20 June 2018
I have been a longstanding fan of YoungstaCPT, and while he is severely underrated - it is no reflection of his talent. He has, in recent years, gained more acknowledgement in the South African entertainment industry but suffice to say it isn't nearly enough. I say this given the fact that he has released well over 20EP's. It would be mere speculation to try and figure out why, given how dynamic he is as an artist. It is this dynamism which encouraged me to write about him in a visual studies assignment I received earlier this term. It was his dynamism as well as the overwhelming realization that colonial erasure has resulted in my being able to study at university for well over two years and not learning about any coloured contributors in academia - excluding sporadic contributions to some of my textbooks. I cannot help but feel that the burden of re-creating a tarnished and exploited coloured archive of literature will fall upon the shoulders of our generation. In any case, below is the essay I submitted to my lecturer in perhaps one of the whitest universities in the country - on the above music video.

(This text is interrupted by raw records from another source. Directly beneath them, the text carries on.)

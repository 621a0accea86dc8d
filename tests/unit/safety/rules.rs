use super::*;

fn id(s: &str) -> PoseId {
    PoseId::new(s)
}

#[test]
fn twist_backbend_is_unsafe_both_directions() {
    let rules = SafetyRules::default();
    assert!(rules.is_unsafe_pair(&Family::Twist, &Family::Backbend));
    assert!(rules.is_unsafe_pair(&Family::Backbend, &Family::Twist));
    assert!(!rules.is_unsafe_pair(&Family::Twist, &Family::Twist));
    assert!(!rules.is_unsafe_pair(&Family::Twist, &Family::Restorative));
}

#[test]
fn id_level_check_uses_catalog_families() {
    let rules = SafetyRules::default();
    let catalog = PoseCatalog::builtin();
    assert!(rules.is_unsafe_adjacent(&catalog, &id("twist_low"), &id("bridge")));
    assert!(rules.is_unsafe_adjacent(&catalog, &id("bridge"), &id("twist_low")));
    assert!(!rules.is_unsafe_adjacent(&catalog, &id("twist_low"), &id("child")));
}

#[test]
fn missing_poses_are_never_unsafe() {
    let rules = SafetyRules::default();
    let catalog = PoseCatalog::builtin();
    assert!(!rules.is_unsafe_adjacent(&catalog, &id("ghost"), &id("bridge")));
    assert!(!rules.is_unsafe_transition(None, None));
    let twist = Pose::new("t").with_family(Family::Twist);
    assert!(!rules.is_unsafe_transition(Some(&twist), None));
    assert!(!rules.is_unsafe_transition(Some(&twist), Some(&Pose::default())));
}

#[test]
fn counter_poses_prefer_forward_fold() {
    let rules = SafetyRules::default();
    let catalog = PoseCatalog::builtin();
    let counters = rules.requires_counter_pose(&catalog, &id("bridge"));
    assert_eq!(counters, &[id("forward_fold"), id("child")]);
    assert!(rules.requires_counter_pose(&catalog, &id("down_dog")).is_empty());
    assert!(rules.requires_counter_pose(&catalog, &id("ghost")).is_empty());
}

#[test]
fn rule_table_is_extensible_through_json() {
    let rules: SafetyRules = serde_json::from_value(serde_json::json!({
        "unsafe_pairs": [["twist", "backbend"], ["inversion", "arm balance"]],
        "counter_poses": { "inversion": ["child"] }
    }))
    .unwrap();
    assert!(rules.is_unsafe_pair(&Family::ArmBalance, &Family::Inversion));
    assert_eq!(rules.counter_poses_for(&Family::Inversion), &[id("child")]);
    assert!(rules.counter_poses_for(&Family::Twist).is_empty());
    assert_eq!(rules.neutral_pose, id("forward_fold"));
}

“If one agrees with the notion of culture as a social construct, closely allied to notions of identity and ethnicity, it must be assumed that visual representations of a community will attempt to reflect a culture which has been constructed to re-assess community life, assign new meanings and possibly subvert dominant representations of the past.” (Dunnhauser, 2006:53). It can be asserted that post-colonial discourse actively interrogates the adverse effects of subversive colonial anxieties regarding the construction of racialised, monoethnic identities. Similarly, the emergence and active resurgence of self-asserted and reclaimed racial identities. As well as the different ways in which these “new” identities confront and deconstruct the colonial imaginings of race, ethnicity and culture previously re-enforced through stereotypes as well as institutionally perpetuated racial dogmatism. A discourse which is specifically rife in coloured communities given the on-going discourse regaurding ‘the coloured identity’ – which undeniably destabilized the Apartheid regimes idyllic demarcation of race, ethnicity, and hegemonic cultural identities. It is in this ideological landscape in which YoungstaCPT has gained such prominence on the hip-hop and rap scene alike. This essay plans to interrogate the performance of coloured identity, as well as its wide-spread affiliation to (and the importance of) Islam in the Cape Coloured community. This will be done with a visual analysis of “Arabian Gang$ster” by YoungstaCPT in (collaboration with Maloon TheBoom).
The name of the music video can be read as a political and ethnic signpost signifying to the viewer not only an affiliation with Arabic heritage, but a subversion of the widespread stereotypical narratives of coloured people being gangsters. This can be read as a subversion of the stereotypical narrative (of gangsterism) as this stereotype is not only reclaimed but re- introduced to the viewer in a semi-didactic capacity. Semi-didactic as the lyrics in combination with the imagery create a visual vocabulary detailing the existence of the coloured diaspora and the ways in which this heritage has been subject to erasure and inaccurate stereotypes in colonial discourse.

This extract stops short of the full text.